### Entries shown
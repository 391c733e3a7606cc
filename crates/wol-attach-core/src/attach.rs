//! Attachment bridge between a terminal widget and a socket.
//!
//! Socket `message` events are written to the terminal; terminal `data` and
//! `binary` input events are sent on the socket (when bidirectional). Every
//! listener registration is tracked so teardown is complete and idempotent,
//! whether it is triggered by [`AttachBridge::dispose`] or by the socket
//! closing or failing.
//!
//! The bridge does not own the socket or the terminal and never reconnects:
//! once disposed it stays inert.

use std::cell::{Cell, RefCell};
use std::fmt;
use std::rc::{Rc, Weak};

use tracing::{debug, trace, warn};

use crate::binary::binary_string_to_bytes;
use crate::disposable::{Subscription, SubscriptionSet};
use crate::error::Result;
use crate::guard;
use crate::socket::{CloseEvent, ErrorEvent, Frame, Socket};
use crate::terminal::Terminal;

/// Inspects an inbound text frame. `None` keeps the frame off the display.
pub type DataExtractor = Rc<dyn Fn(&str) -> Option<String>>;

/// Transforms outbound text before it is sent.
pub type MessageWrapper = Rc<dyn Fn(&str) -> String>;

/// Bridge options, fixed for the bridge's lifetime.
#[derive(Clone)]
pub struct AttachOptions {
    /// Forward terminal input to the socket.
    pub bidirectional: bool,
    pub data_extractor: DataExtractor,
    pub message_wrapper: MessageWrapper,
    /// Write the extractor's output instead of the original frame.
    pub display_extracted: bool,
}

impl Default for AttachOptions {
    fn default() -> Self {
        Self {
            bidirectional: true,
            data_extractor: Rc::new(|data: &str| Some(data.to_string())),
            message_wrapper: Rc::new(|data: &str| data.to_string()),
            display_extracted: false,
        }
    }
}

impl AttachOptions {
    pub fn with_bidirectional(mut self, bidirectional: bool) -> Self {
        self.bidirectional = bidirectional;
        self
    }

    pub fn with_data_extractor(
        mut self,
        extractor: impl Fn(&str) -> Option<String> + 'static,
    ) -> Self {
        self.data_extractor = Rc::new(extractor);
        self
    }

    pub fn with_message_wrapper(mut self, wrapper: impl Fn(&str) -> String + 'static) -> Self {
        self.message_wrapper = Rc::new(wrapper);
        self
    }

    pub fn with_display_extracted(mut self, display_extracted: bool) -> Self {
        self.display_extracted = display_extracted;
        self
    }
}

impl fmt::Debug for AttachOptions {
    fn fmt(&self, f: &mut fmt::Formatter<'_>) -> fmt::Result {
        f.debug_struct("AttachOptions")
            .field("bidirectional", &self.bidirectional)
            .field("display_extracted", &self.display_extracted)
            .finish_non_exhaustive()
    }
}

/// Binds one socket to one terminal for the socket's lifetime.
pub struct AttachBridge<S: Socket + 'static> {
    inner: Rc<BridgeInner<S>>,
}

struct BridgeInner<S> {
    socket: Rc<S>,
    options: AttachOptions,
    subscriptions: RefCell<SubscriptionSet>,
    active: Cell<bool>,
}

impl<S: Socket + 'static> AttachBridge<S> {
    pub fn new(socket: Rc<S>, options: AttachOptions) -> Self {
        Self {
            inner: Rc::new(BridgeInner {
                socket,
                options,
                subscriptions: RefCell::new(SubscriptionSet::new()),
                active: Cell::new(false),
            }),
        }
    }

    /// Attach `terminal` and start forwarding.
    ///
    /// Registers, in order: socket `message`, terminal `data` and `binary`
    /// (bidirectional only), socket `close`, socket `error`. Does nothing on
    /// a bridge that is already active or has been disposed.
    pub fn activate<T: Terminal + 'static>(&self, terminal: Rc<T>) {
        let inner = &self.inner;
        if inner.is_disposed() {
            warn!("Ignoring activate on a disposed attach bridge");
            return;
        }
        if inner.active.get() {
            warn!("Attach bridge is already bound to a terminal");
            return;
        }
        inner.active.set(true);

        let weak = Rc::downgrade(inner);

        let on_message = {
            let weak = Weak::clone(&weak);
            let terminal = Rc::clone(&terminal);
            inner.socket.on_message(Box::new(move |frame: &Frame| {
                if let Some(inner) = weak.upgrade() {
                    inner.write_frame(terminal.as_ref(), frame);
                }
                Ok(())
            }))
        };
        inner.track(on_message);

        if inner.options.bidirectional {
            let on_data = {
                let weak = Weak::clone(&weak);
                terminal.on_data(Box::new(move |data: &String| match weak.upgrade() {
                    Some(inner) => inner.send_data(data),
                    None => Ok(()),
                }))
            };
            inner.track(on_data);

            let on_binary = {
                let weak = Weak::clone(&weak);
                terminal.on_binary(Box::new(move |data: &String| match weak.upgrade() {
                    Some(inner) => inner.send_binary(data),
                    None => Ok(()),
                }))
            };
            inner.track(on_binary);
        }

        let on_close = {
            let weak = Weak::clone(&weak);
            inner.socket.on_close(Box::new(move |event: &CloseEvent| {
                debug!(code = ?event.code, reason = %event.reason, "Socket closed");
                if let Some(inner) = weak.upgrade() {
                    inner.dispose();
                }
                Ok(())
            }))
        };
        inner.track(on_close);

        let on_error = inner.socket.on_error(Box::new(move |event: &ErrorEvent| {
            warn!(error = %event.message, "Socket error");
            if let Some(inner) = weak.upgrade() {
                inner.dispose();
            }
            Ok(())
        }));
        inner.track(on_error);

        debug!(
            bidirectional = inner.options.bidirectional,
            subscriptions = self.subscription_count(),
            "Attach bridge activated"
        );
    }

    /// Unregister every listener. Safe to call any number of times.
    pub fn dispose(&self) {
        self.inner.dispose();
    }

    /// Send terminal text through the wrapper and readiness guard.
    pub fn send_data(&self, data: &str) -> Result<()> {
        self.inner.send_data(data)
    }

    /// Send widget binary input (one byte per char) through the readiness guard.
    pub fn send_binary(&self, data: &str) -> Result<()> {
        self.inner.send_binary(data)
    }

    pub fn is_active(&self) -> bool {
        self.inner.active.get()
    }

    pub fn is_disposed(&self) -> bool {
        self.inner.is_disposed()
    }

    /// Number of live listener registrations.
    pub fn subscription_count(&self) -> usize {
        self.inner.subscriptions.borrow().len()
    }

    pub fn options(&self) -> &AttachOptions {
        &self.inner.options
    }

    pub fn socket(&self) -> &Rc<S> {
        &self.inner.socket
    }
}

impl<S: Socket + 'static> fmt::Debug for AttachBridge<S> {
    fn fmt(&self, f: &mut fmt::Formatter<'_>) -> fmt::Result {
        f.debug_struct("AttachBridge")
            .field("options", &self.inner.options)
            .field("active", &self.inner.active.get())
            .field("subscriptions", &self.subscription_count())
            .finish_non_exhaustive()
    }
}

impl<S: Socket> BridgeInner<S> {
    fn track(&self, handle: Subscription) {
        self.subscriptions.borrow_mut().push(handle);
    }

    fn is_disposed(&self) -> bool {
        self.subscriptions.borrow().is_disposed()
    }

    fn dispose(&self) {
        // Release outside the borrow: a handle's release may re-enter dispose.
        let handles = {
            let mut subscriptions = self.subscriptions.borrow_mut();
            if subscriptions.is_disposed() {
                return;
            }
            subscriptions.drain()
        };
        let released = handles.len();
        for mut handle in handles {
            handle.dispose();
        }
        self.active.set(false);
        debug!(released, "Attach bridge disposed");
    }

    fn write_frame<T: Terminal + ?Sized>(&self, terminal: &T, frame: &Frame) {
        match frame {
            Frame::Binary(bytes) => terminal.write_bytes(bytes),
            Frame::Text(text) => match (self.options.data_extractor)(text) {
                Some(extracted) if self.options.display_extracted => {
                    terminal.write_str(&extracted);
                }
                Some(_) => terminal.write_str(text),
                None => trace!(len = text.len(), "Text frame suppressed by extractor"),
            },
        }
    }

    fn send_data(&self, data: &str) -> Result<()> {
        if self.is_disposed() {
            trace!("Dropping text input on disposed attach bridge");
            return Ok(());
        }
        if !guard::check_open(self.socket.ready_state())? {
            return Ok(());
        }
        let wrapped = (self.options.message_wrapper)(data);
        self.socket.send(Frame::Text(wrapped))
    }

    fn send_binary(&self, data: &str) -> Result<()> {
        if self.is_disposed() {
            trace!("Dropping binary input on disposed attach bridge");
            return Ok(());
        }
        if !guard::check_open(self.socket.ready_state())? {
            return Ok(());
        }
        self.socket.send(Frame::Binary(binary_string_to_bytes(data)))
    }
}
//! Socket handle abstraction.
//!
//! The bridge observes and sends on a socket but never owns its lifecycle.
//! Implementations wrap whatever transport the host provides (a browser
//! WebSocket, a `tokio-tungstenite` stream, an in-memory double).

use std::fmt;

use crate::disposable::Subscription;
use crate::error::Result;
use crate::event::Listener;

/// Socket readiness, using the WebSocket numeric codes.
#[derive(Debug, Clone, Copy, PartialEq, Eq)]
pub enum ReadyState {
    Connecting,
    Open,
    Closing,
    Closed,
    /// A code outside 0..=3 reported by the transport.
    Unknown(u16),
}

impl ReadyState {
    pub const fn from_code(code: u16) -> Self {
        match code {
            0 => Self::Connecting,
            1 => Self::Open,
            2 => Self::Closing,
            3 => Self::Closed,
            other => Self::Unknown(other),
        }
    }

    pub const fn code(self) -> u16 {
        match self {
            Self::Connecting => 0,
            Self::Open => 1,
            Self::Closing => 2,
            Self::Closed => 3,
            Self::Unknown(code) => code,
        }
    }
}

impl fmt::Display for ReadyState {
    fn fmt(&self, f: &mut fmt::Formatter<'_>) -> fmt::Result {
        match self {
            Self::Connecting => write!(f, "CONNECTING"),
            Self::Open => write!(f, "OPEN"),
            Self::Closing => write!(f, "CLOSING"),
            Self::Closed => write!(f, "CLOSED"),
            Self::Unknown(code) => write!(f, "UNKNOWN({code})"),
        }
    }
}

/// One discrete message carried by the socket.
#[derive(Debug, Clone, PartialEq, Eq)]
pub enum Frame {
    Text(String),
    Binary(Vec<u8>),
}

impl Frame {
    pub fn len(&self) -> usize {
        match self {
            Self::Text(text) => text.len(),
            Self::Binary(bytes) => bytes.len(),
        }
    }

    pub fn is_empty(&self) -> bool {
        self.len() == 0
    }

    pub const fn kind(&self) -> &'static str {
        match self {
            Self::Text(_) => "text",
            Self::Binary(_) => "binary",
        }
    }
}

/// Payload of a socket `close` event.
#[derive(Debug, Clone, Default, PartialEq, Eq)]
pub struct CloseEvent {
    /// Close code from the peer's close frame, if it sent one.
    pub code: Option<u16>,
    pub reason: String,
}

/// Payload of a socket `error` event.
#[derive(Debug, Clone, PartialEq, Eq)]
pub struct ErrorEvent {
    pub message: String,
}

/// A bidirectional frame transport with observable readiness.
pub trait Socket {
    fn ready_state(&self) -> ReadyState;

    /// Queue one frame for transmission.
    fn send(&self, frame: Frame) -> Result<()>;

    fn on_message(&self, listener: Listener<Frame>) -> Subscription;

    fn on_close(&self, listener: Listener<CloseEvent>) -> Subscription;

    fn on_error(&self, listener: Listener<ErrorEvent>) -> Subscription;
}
--
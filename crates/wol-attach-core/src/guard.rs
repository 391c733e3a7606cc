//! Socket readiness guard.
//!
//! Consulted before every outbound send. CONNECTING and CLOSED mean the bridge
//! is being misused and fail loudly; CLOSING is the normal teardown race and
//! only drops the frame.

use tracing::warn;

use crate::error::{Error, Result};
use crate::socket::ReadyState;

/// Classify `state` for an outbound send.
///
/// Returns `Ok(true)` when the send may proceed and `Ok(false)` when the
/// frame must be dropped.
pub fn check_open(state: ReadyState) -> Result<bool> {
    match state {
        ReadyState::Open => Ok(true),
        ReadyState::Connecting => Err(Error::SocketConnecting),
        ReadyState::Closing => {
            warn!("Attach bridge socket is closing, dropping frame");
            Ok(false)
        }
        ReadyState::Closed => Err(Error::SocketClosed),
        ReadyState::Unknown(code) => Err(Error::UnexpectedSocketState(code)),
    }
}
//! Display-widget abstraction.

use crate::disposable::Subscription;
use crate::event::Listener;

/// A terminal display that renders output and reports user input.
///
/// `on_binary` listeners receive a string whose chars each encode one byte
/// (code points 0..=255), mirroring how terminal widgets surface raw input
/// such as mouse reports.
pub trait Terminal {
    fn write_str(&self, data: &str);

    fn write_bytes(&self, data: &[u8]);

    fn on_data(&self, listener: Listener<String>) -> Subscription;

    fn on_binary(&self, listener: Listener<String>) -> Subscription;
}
...
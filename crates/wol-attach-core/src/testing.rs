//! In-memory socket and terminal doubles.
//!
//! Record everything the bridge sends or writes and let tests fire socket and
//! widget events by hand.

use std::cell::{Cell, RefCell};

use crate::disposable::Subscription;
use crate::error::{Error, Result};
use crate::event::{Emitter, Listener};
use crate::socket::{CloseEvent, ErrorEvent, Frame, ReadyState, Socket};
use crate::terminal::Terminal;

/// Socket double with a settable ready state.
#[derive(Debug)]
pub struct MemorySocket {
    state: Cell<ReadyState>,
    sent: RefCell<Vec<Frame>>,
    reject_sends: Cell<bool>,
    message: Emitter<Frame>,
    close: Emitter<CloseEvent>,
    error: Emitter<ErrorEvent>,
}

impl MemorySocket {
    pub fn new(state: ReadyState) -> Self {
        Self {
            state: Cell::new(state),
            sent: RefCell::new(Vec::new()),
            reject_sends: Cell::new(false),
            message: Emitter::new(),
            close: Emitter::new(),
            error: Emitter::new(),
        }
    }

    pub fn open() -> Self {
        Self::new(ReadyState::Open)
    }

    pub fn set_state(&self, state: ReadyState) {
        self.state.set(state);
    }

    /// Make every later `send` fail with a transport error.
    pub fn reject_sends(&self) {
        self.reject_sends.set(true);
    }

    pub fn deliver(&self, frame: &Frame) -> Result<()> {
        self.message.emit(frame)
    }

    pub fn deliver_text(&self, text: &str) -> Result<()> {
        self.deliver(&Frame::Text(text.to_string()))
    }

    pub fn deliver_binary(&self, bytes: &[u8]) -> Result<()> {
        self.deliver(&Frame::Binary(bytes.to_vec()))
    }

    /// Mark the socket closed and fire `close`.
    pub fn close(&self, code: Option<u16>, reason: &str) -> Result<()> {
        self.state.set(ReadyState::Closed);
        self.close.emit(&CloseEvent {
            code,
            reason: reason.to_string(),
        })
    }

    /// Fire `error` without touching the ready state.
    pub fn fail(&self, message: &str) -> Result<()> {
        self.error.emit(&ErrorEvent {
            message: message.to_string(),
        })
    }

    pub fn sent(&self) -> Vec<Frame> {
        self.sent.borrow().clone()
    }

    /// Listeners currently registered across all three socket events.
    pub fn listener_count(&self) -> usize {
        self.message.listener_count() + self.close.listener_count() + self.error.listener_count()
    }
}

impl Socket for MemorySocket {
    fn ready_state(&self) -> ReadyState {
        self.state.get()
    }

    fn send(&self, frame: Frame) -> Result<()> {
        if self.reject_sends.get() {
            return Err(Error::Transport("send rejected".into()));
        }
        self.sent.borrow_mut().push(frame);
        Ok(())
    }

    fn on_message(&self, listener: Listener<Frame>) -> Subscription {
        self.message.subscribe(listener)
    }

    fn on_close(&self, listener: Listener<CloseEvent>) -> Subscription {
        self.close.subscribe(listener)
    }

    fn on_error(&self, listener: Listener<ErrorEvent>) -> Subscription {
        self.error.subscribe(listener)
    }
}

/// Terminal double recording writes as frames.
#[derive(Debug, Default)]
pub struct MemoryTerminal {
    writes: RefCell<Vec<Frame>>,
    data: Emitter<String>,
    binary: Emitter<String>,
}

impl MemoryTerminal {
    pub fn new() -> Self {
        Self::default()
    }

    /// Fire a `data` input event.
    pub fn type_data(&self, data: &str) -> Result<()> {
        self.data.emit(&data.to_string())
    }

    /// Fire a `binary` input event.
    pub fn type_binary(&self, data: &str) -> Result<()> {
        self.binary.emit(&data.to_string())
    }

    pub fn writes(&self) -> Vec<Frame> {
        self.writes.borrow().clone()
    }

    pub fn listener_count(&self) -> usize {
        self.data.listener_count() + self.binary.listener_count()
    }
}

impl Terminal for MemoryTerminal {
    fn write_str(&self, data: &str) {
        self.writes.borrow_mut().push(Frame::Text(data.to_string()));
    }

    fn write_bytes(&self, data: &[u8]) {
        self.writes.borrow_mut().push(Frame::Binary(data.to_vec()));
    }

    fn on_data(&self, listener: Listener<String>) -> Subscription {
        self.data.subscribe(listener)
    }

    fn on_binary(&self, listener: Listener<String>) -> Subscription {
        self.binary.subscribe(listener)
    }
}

### Task item
In the records above, find each line with the word "outside" and copy it.

### Output for this task
        // Release outside the borrow: a handle's release may re-enter dispose.
    /// A code outside 0..=3 reported by the transport.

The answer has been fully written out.